Your assignment: Filter these entries, keeping only lines that hold the word "model".

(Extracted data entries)
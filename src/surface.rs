//// # Probability surfaces
////
//// A probability surface holds the model probability at every intersection
//// of two coordinate axes. Rows follow the X2 axis and columns follow the X1
//// axis, so that `surface.get(i, j)` is the probability at
//// `(x_axis[j], y_axis[i])`, which is the layout plotting libraries expect
//// for the `z` values of a surface trace.

use crate::axis::CoordinateAxis;
use crate::model::Coefficients;
use crate::stats::Family;
use anyhow::{ensure, Result};
use std::io::Write;

#[derive(Clone, Debug, PartialEq)]
pub struct ProbabilitySurface {
    rows: usize,
    cols: usize,
    /// Row-major cell values.
    cells: Vec<f64>,
}

impl ProbabilitySurface {
    pub fn rows(&self) -> usize {
        self.rows
    }

    pub fn cols(&self) -> usize {
        self.cols
    }

    pub fn get(&self, row: usize, col: usize) -> f64 {
        assert!(col < self.cols, "column {} out of {}", col, self.cols);
        self.cells[row * self.cols + col]
    }

    pub fn row(&self, i: usize) -> &[f64] {
        &self.cells[i * self.cols..(i + 1) * self.cols]
    }

    pub fn iter_rows(&self) -> impl Iterator<Item = &[f64]> + '_ {
        // `chunks_exact` panics on a zero chunk size
        self.cells.chunks_exact(self.cols.max(1))
    }

    pub fn cells(&self) -> &[f64] {
        &self.cells
    }

    pub fn min(&self) -> f64 {
        self.cells.iter().copied().fold(f64::INFINITY, f64::min)
    }

    pub fn max(&self) -> f64 {
        self.cells.iter().copied().fold(f64::NEG_INFINITY, f64::max)
    }

    pub fn to_nested(&self) -> Vec<Vec<f64>> {
        self.iter_rows().map(|r| r.to_vec()).collect()
    }

    /// Writes one `x1,x2,probability` line per cell, preceded by a header.
    pub fn write_csv<W: Write>(
        &self,
        output: &mut W,
        x_axis: &CoordinateAxis,
        y_axis: &CoordinateAxis,
    ) -> Result<()> {
        ensure!(
            x_axis.len() == self.cols && y_axis.len() == self.rows,
            "axes of {}x{} points do not match a {}x{} surface",
            y_axis.len(),
            x_axis.len(),
            self.rows,
            self.cols
        );
        writeln!(output, "x1,x2,probability")?;
        for (x2, row) in y_axis.iter().zip(self.iter_rows()) {
            for (x1, p) in x_axis.iter().zip(row) {
                writeln!(output, "{},{},{}", x1, x2, p)?;
            }
        }
        Ok(())
    }
}

impl From<ProbabilitySurface> for Vec<Vec<f64>> {
    fn from(surface: ProbabilitySurface) -> Self {
        surface.to_nested()
    }
}

/// Evaluates the linear predictor `intercept + slope1 * x1 + slope2 * x2`
/// and its CDF under `family` at every grid intersection. Row `i` matches
/// `y_axis[i]`, column `j` matches `x_axis[j]`.
pub fn sample(
    coefficients: &Coefficients,
    family: Family,
    x_axis: &CoordinateAxis,
    y_axis: &CoordinateAxis,
) -> ProbabilitySurface {
    let rows = y_axis.len();
    let cols = x_axis.len();
    let mut cells = Vec::with_capacity(rows * cols);
    for &x2 in y_axis {
        for &x1 in x_axis {
            cells.push(family.cdf(coefficients.linear_predictor(x1, x2)));
        }
    }
    ProbabilitySurface { rows, cols, cells }
}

Answer box:
//// A probability surface holds the model probability at every intersection
use crate::model::Coefficients;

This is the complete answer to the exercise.